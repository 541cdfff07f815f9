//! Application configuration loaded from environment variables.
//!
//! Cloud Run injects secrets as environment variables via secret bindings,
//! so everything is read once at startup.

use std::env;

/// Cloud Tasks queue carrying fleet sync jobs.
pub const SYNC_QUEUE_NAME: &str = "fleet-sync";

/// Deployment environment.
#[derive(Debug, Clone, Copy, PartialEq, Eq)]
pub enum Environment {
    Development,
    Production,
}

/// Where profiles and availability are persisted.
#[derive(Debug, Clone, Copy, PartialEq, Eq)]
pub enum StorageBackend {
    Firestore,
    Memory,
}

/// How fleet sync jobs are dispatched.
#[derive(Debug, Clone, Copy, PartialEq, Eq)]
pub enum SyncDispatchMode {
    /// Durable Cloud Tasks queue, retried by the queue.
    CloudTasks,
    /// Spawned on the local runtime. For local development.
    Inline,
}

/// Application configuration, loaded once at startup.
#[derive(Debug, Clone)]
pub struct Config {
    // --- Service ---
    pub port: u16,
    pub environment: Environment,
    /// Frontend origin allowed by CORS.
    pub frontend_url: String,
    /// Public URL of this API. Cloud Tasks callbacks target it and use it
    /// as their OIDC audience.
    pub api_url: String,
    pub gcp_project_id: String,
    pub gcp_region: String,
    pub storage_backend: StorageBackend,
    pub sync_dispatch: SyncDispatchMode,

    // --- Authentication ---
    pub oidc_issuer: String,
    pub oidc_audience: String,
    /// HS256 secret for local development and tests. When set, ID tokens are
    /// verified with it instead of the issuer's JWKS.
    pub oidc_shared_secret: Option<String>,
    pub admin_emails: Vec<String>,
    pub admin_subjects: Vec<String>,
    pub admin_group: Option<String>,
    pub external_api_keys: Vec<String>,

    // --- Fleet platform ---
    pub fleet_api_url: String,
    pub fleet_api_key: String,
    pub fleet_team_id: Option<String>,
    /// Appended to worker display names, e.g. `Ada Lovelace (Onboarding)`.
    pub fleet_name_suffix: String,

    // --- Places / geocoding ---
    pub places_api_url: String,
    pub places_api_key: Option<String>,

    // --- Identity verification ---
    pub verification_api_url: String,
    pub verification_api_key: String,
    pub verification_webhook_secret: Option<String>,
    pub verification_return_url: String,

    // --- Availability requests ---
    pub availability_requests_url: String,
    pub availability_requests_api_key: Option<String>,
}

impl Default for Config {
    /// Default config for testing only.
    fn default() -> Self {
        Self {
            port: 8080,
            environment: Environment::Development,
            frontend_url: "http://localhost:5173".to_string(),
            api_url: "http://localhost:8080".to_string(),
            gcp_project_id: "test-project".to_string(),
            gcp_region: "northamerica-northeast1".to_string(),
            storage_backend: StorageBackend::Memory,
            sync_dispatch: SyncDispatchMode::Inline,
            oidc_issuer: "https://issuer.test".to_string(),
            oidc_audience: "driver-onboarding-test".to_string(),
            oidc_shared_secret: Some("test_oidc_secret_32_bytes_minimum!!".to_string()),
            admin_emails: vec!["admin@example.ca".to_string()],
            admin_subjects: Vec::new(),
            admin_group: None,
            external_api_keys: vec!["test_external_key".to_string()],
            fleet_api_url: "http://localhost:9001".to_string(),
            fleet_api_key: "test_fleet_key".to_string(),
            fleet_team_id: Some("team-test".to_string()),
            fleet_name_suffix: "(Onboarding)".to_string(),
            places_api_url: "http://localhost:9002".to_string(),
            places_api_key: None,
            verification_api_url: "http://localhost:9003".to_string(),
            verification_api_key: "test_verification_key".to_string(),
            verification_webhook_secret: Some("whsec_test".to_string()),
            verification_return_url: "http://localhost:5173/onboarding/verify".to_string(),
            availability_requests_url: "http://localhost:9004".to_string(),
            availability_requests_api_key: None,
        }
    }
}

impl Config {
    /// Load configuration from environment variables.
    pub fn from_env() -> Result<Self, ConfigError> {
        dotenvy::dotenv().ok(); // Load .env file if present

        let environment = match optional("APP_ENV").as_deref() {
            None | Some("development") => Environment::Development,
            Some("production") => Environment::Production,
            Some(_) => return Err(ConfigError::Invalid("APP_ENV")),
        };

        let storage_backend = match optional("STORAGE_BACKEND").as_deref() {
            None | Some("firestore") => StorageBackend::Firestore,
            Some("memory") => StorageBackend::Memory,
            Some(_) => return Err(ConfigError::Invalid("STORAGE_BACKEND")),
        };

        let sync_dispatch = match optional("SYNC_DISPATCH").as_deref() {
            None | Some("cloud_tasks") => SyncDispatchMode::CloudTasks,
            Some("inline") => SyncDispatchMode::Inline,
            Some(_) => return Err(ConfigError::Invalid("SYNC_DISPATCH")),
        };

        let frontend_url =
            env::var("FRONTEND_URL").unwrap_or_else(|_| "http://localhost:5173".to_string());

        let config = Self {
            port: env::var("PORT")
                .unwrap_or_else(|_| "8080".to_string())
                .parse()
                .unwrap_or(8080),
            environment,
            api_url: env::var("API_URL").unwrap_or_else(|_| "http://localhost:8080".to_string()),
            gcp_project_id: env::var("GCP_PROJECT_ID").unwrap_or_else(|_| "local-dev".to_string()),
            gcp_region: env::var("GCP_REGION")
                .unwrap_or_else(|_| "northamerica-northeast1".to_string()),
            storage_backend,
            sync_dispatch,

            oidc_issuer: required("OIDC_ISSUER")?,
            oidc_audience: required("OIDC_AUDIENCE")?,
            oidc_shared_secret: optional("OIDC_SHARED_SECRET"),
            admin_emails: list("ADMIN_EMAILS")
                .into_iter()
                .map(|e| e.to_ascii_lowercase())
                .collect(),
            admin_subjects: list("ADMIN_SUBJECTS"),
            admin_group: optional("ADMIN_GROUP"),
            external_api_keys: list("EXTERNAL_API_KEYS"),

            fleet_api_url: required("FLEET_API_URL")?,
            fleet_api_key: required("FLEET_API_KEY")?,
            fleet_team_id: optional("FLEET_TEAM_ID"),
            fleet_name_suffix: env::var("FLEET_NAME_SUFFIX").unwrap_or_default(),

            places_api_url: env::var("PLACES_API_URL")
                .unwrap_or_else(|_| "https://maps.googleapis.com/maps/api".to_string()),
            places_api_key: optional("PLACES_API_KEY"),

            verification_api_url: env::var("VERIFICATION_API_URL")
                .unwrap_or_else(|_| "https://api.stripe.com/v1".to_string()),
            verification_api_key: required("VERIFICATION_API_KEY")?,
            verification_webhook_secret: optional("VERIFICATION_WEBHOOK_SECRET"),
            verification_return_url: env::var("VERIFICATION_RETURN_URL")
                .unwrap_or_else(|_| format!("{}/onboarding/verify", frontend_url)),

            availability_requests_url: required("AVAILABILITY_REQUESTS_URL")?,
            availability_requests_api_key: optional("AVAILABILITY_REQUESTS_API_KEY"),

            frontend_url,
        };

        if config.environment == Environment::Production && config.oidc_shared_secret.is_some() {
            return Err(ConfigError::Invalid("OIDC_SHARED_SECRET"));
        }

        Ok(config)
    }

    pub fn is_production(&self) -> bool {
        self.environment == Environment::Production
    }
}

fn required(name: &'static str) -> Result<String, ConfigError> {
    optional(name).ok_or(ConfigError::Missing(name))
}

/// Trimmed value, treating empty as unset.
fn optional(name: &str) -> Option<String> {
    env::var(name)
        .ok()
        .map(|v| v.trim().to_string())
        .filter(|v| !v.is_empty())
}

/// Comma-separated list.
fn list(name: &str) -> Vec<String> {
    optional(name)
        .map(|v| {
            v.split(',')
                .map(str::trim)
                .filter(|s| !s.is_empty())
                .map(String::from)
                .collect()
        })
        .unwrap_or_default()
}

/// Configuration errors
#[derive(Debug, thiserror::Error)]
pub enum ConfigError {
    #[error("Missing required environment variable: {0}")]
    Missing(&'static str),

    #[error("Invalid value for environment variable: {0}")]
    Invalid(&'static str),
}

● **What is being asked**:
Whenever a line of the listing contains the word "Inline", it counts; say the total only.

● **Written response**:
3